## ENTRIES PROVIDED
<<<<
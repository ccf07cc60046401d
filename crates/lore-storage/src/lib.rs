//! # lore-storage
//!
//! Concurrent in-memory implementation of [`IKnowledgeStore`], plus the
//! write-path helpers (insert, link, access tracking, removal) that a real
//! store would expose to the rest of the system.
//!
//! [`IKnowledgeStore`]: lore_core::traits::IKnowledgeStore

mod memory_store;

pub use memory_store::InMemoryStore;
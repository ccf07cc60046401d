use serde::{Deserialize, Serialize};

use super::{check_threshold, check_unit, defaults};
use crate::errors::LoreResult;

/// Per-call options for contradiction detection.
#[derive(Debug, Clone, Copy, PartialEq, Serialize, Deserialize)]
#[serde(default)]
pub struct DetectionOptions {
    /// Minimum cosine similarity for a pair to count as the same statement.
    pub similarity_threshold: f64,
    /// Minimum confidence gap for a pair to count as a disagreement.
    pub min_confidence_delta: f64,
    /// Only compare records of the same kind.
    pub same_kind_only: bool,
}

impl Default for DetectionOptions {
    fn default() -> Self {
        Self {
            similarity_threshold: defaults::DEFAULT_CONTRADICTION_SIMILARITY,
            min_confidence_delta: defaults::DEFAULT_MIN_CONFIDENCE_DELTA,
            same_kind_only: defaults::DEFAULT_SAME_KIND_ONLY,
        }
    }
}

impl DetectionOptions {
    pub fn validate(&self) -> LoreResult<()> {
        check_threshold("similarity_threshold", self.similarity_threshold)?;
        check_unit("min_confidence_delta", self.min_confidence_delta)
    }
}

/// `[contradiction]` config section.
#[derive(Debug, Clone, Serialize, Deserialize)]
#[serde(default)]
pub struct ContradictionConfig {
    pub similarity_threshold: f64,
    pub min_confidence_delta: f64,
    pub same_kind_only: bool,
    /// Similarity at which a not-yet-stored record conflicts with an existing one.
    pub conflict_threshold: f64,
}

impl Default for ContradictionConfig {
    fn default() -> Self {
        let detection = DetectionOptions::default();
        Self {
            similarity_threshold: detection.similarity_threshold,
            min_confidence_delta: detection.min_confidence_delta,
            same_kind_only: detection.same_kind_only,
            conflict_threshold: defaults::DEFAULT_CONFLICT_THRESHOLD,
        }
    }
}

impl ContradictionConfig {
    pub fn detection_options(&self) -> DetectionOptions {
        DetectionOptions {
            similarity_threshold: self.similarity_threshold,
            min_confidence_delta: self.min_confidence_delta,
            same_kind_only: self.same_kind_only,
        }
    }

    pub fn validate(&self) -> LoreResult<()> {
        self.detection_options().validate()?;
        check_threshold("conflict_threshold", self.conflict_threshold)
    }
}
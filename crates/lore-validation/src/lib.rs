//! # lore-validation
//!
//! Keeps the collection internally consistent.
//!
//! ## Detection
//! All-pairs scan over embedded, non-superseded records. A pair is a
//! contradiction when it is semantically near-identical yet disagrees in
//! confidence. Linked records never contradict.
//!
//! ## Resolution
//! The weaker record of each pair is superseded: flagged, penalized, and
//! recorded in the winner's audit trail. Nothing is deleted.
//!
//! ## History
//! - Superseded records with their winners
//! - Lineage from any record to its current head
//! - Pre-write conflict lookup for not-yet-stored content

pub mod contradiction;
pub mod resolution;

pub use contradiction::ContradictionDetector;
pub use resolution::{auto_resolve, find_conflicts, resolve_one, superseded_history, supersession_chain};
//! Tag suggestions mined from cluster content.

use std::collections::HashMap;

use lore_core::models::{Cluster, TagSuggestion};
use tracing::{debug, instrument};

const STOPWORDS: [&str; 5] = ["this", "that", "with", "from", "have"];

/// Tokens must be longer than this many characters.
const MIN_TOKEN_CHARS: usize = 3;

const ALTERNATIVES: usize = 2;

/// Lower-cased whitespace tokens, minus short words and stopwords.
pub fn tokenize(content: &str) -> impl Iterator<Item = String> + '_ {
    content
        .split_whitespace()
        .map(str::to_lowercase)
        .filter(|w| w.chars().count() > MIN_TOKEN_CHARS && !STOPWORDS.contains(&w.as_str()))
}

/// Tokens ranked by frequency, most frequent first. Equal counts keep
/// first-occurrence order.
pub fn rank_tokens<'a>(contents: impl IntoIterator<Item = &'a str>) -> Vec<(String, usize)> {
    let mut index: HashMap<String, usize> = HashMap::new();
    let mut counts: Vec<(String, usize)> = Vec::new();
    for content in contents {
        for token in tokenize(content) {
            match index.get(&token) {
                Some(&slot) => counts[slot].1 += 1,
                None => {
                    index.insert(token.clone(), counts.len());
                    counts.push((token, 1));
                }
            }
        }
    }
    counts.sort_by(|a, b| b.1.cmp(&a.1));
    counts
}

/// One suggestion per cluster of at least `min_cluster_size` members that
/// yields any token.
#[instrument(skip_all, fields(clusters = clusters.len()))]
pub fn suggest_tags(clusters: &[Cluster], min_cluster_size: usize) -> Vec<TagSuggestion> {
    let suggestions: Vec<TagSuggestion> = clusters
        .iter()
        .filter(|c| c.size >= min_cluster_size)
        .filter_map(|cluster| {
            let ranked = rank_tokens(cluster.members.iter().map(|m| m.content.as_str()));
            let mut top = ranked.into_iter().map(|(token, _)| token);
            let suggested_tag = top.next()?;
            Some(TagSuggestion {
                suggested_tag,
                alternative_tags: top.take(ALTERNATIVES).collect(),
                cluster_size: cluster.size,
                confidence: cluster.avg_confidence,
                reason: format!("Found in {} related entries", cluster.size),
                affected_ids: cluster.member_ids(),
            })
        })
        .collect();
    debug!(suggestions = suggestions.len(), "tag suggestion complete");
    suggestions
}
>>>>
<<<<
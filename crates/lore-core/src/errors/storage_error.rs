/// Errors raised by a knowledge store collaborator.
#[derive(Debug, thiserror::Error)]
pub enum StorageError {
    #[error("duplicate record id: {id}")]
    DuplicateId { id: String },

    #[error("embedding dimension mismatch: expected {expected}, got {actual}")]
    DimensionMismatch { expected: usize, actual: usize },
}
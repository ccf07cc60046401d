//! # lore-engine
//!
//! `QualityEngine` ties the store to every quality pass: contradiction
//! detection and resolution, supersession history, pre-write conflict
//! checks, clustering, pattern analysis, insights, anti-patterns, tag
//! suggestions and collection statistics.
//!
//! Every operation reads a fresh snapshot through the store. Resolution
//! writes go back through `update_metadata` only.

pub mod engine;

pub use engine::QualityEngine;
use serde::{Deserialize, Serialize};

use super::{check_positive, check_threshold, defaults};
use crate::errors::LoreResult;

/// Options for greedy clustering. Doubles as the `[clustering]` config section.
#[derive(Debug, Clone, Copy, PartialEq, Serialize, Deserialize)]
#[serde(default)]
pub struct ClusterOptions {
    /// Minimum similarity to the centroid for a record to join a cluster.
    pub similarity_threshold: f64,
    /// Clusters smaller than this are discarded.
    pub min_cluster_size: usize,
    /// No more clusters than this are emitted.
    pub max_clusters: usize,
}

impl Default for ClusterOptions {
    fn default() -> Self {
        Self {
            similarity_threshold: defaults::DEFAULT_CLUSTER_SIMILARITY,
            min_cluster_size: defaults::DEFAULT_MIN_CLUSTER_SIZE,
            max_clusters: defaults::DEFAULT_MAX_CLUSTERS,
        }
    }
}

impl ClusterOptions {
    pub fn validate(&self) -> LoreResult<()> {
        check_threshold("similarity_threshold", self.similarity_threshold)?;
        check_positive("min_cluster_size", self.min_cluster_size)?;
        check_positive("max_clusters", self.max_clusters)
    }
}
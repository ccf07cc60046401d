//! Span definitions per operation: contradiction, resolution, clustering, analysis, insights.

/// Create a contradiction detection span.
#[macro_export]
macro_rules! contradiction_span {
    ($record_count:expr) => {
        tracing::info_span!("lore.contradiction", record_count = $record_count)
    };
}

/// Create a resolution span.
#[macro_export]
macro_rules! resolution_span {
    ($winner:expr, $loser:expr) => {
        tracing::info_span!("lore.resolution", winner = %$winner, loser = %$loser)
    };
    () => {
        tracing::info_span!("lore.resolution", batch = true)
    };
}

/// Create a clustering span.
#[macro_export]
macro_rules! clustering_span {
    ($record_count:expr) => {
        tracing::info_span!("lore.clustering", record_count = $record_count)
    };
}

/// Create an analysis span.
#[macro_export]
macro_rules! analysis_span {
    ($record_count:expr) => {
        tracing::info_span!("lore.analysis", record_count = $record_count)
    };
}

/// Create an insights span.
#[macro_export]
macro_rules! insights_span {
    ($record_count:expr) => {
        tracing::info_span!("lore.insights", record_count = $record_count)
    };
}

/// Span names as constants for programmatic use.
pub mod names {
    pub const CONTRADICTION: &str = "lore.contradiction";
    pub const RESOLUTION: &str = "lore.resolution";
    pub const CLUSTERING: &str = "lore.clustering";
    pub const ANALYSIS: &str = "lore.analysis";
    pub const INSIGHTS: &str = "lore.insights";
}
>>>>
Which of the lines in the data contain the string "insert"? Return each one.

//! write-path helpers (insert, link, access tracking, removal) that a real
                    index.insert(token.clone(), counts.len());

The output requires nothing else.